Eeyore no more
It's all captured on film, the grainy home-movie variety. My shiny red purse sways from side to side, bright and jaunty. But it's swung by my 2-year-old brother.
He was always the happy one. I was Eeyore from "Winnie the Pooh" - somber, tentative, even ponderous. A comment on my third-grade report card said it all: "She needs to be more outgoing, not so serious."
You can argue that people come packaged with individual styles, some happy, some less so. That's what I thought. But I suffered from comparisons to my carefree brother and stung from that first-ever criticism from a teacher. So I decided at that young age to take her advice and smile more.
It didn't help. Happiness isn't something you pin on your face. Even my approach to overcoming a glum attitude was serious. So my questions remained: Could I change something about myself that felt so built-in?
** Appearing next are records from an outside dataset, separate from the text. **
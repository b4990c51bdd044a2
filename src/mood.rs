//! Scene mood as a typed tag list.
//!
//! Storage keeps a single `/`-joined string (`"切ない/希望/rain at dusk"`);
//! everywhere else a mood is an ordered list of tags plus an optional
//! free-text tag that is not part of the authoring vocabulary.

use serde::Serialize;

/// Separator used by the storage encoding.
pub const MOOD_SEPARATOR: char = '/';

/// Vocabulary offered to authors when no `[authoring] mood_options` is configured.
pub const DEFAULT_MOOD_OPTIONS: &[&str] = &[
    "切ない",
    "悲しい",
    "怒り",
    "不安",
    "希望",
    "緊張感",
    "熱い",
    "ほのぼの",
];

#[derive(Debug, Clone, Default, PartialEq, Eq, Serialize)]
pub struct Mood {
    pub tags: Vec<String>,
    pub free_text: Option<String>,
}

impl Mood {
    pub fn new(tags: Vec<String>, free_text: Option<String>) -> Self {
        let tags = tags
            .into_iter()
            .map(|t| t.trim().to_string())
            .filter(|t| !t.is_empty())
            .collect();
        let free_text = free_text
            .map(|t| t.trim().to_string())
            .filter(|t| !t.is_empty());
        Self { tags, free_text }
    }

    /// Decode the storage form. Every non-empty segment becomes a tag;
    /// use [`Mood::partition`] to separate vocabulary tags from free text.
    pub fn decode(encoded: &str) -> Self {
        Self {
            tags: encoded
                .split(MOOD_SEPARATOR)
                .filter(|s| !s.is_empty())
                .map(str::to_string)
                .collect(),
            free_text: None,
        }
    }

    /// Encode to the storage form: `tags ++ [free_text]` joined with `/`.
    pub fn encode(&self) -> String {
        let mut parts: Vec<&str> = self
            .tags
            .iter()
            .map(String::as_str)
            .filter(|s| !s.is_empty())
            .collect();
        if let Some(free) = self.free_text.as_deref().filter(|s| !s.is_empty()) {
            parts.push(free);
        }
        parts.join(&MOOD_SEPARATOR.to_string())
    }

    /// Split into tags known to `vocabulary` and a free-text remainder
    /// holding everything else, in original order.
    pub fn partition<S: AsRef<str>>(&self, vocabulary: &[S]) -> Mood {
        let mut known = Vec::new();
        let mut unknown = Vec::new();
        let all = self.tags.iter().chain(self.free_text.iter());
        for tag in all {
            if vocabulary.iter().any(|v| v.as_ref() == tag) {
                known.push(tag.clone());
            } else {
                unknown.push(tag.as_str());
            }
        }
        let free_text = if unknown.is_empty() {
            None
        } else {
            Some(unknown.join(&MOOD_SEPARATOR.to_string()))
        };
        Mood {
            tags: known,
            free_text,
        }
    }

    pub fn is_empty(&self) -> bool {
        self.tags.is_empty() && self.free_text.is_none()
    }
}

impl std::fmt::Display for Mood {
    fn fmt(&self, f: &mut std::fmt::Formatter<'_>) -> std::fmt::Result {
        f.write_str(&self.encode())
    }
}

#[cfg(test)]
mod tests {
    use super::*;

    #[test]
    fn encode_appends_free_text_last() {
        let mood = Mood::new(
            vec!["切ない".into(), "希望".into()],
            Some("雨上がり".into()),
        );
        assert_eq!(mood.encode(), "切ない/希望/雨上がり");
    }

    #[test]
    fn decode_keeps_storage_order() {
        let mood = Mood::decode("雨上がり/切ない");
        assert_eq!(mood.tags, vec!["雨上がり", "切ない"]);
        assert_eq!(mood.encode(), "雨上がり/切ない");
    }

    #[test]
    fn decode_drops_empty_segments() {
        assert!(Mood::decode("").is_empty());
        assert_eq!(Mood::decode("熱い//").encode(), "熱い");
    }

    #[test]
    fn partition_separates_vocabulary() {
        let mood = Mood::decode("切ない/rain/熱い/dusk");
        let split = mood.partition(DEFAULT_MOOD_OPTIONS);
        assert_eq!(split.tags, vec!["切ない", "熱い"]);
        assert_eq!(split.free_text.as_deref(), Some("rain/dusk"));
    }

    #[test]
    fn new_trims_and_drops_blank() {
        let mood = Mood::new(vec![" 不安 ".into(), "".into()], Some("  ".into()));
        assert_eq!(mood.tags, vec!["不安"]);
        assert_eq!(mood.free_text, None);
    }
}
//! Synchronization progress reporting.
//!
//! Reports observable progress during `scenesync sync` so users see how many
//! scenes are dirty, how far embedding and upserting have got, and how the
//! pass ended. Progress is emitted on **stderr** so stdout remains parseable
//! for scripts.

use std::io::Write;

/// A single progress event for a synchronization pass.
#[derive(Clone, Debug, PartialEq, Eq)]
pub enum SyncProgressEvent {
    /// Dirty rows fetched from the record store.
    Fetched { dirty: u64 },
    /// n of total digests embedded.
    Embedding { n: u64, total: u64 },
    /// n of total vectors acknowledged by the index.
    Upserting { n: u64, total: u64 },
    /// The pass finished.
    Done { synchronized: u64, failed: u64 },
}

/// Reports sync progress. Implementations write to stderr (human or JSON).
pub trait SyncProgressReporter: Send + Sync {
    /// Emit a progress event. Called from the synchronizer.
    fn report(&self, event: SyncProgressEvent);
}

/// Human-friendly progress on stderr: "sync  embedding  120 / 1,500 scenes".
pub struct StderrProgress;

impl SyncProgressReporter for StderrProgress {
    fn report(&self, event: SyncProgressEvent) {
        let line = match &event {
            SyncProgressEvent::Fetched { dirty } => {
                format!("sync  fetched  {} dirty scenes\n", format_number(*dirty))
            }
            SyncProgressEvent::Embedding { n, total } => format!(
                "sync  embedding  {} / {} scenes\n",
                format_number(*n),
                format_number(*total)
            ),
            SyncProgressEvent::Upserting { n, total } => format!(
                "sync  upserting  {} / {} vectors\n",
                format_number(*n),
                format_number(*total)
            ),
            SyncProgressEvent::Done {
                synchronized,
                failed,
            } => format!(
                "sync  done  {} synchronized, {} failed\n",
                format_number(*synchronized),
                format_number(*failed)
            ),
        };
        let mut stderr = std::io::stderr().lock();
        let _ = stderr.write_all(line.as_bytes());
        let _ = stderr.flush();
    }
}

/// Machine-readable progress: one JSON object per line on stderr.
pub struct JsonProgress;

impl SyncProgressReporter for JsonProgress {
    fn report(&self, event: SyncProgressEvent) {
        let obj = match &event {
            SyncProgressEvent::Fetched { dirty } => serde_json::json!({
                "event": "progress",
                "phase": "fetched",
                "dirty": dirty
            }),
            SyncProgressEvent::Embedding { n, total } => serde_json::json!({
                "event": "progress",
                "phase": "embedding",
                "n": n,
                "total": total
            }),
            SyncProgressEvent::Upserting { n, total } => serde_json::json!({
                "event": "progress",
                "phase": "upserting",
                "n": n,
                "total": total
            }),
            SyncProgressEvent::Done {
                synchronized,
                failed,
            } => serde_json::json!({
                "event": "done",
                "synchronized": synchronized,
                "failed": failed
            }),
        };
        if let Ok(line) = serde_json::to_string(&obj) {
            let mut stderr = std::io::stderr().lock();
            let _ = writeln!(stderr, "{}", line);
            let _ = stderr.flush();
        }
    }
}

/// No-op reporter when progress is disabled.
pub struct NoProgress;

impl SyncProgressReporter for NoProgress {
    fn report(&self, _event: SyncProgressEvent) {}
}

fn format_number(n: u64) -> String {
    let s = n.to_string();
    let mut result = String::with_capacity(s.len() + (s.len() - 1) / 3);
    let chars: Vec<char> = s.chars().rev().collect();
    for (i, c) in chars.iter().enumerate() {
        if i > 0 && i % 3 == 0 {
            result.push(',');
        }
        result.push(*c);
    }
    result.chars().rev().collect()
}

/// Progress mode for the CLI: off, human (stderr), or JSON (stderr).
#[derive(Clone, Copy, Debug, Eq, PartialEq)]
pub enum ProgressMode {
    Off,
    Human,
    Json,
}

impl ProgressMode {
    /// Default: human progress when stderr is a TTY, otherwise off.
    pub fn default_for_tty() -> Self {
        if atty::is(atty::Stream::Stderr) {
            ProgressMode::Human
        } else {
            ProgressMode::Off
        }
    }

    /// Parse `off`, `human`, or `json`.
    pub fn parse(s: &str) -> Option<Self> {
        match s {
            "off" | "none" => Some(ProgressMode::Off),
            "human" => Some(ProgressMode::Human),
            "json" => Some(ProgressMode::Json),
            _ => None,
        }
    }

    /// Build a reporter for this mode.
    pub fn reporter(&self) -> Box<dyn SyncProgressReporter> {
        match self {
            ProgressMode::Off => Box::new(NoProgress),
            ProgressMode::Human => Box::new(StderrProgress),
            ProgressMode::Json => Box::new(JsonProgress),
        }
    }
}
Or should I accept the somber disposition as just who I was?
Wrong questions, it turned out. Both assumed my native character to be melancholy and sentenced me to either false hope or resignation. I learned instead that joy was within my being all along, integral to my spiritual makeup - my likeness to Spirit, God.
The awakening to my native joyfulness and spontaneity happened over time. Step one was the desire to feel more joy. Step two was a willingness to admit that I could. These prepared me for the real leap, to perceiving happiness as God's will for me - not a choice, not subject to any outward condition, and not dependent on me.
It is God's nature to endow His creation with buoyancy, contentment, and gladness. That's because of a simple fact of being: God is good and includes all good. So each of us, as His expression, embodies every good quality and idea without fail. Joy is so clearly good, it's included as one of the Godlike characteristics that are part of everyone.
So what about that less-than-lighthearted temperament I seemed to come with?
My spiritual journey was spurred on by some arresting words by Mary Baker Eddy. In an 1886 sermon she explained: "If you wish to be happy, argue with yourself on the side of happiness; take the side you wish to carry, and be careful not to talk on both sides, or to argue stronger for sorrow than for joy. You are the attorney for the case, and will win or lose according to your plea" ("Christian Healing," page 10).
A watershed experience in college helped me understand this passage. As a junior, I began to have mood swings. I could almost predict the biweekly plummet from high to rock bottom and the inexplicable rise back up. I couldn't find a way to control - let alone stop - this pattern. Even the lighter periods were overshadowed by the fear that my happy days were numbered.
I welcomed the idea that I could argue for happiness. By this point, I was no longer satisfied with whatever bit of joy my daily life brought. My efforts to manage my attitude, or stave off the blues, weren't effective at all.
I could see that when I viewed myself as joyless, I was arguing against my spiritual nature as joy-filled.
The resulting periods of downheartedness corresponded with this view. Consistent happiness began to fill my life when I argued for it - when I insisted on understanding and feeling this God-endowed quality as my right.
Arguing with myself "on the side of happiness" became a regular way of thinking. As I accepted joy as God-bestowed, I got better at rejecting the temptation to feel low. Embracing lightheartedness as normal, I more regularly refused thoughts of sadness.
This discipline was much more than positive thinking. With its basis on God's good nature and my likeness to Him, I was assured of success. Not only was I soon no longer plagued by mood swings, but also I became a happy person. Today most people who know me would be surprised to learn that I struggled with periods of unhappiness or a morose temperament.
Capturing a cheerful attitude isn't a chore or the result of a mental pep talk. It's an awakening to one's divine heritage. As the Bible promises, "The redeemed of the Lord shall return, and come with singing unto Zion; and everlasting joy shall be upon their head: they shall obtain gladness and joy; and sorrow and mourning shall flee away" (Isa. 51:11). That's a guarantee even the shiniest red purse can't match.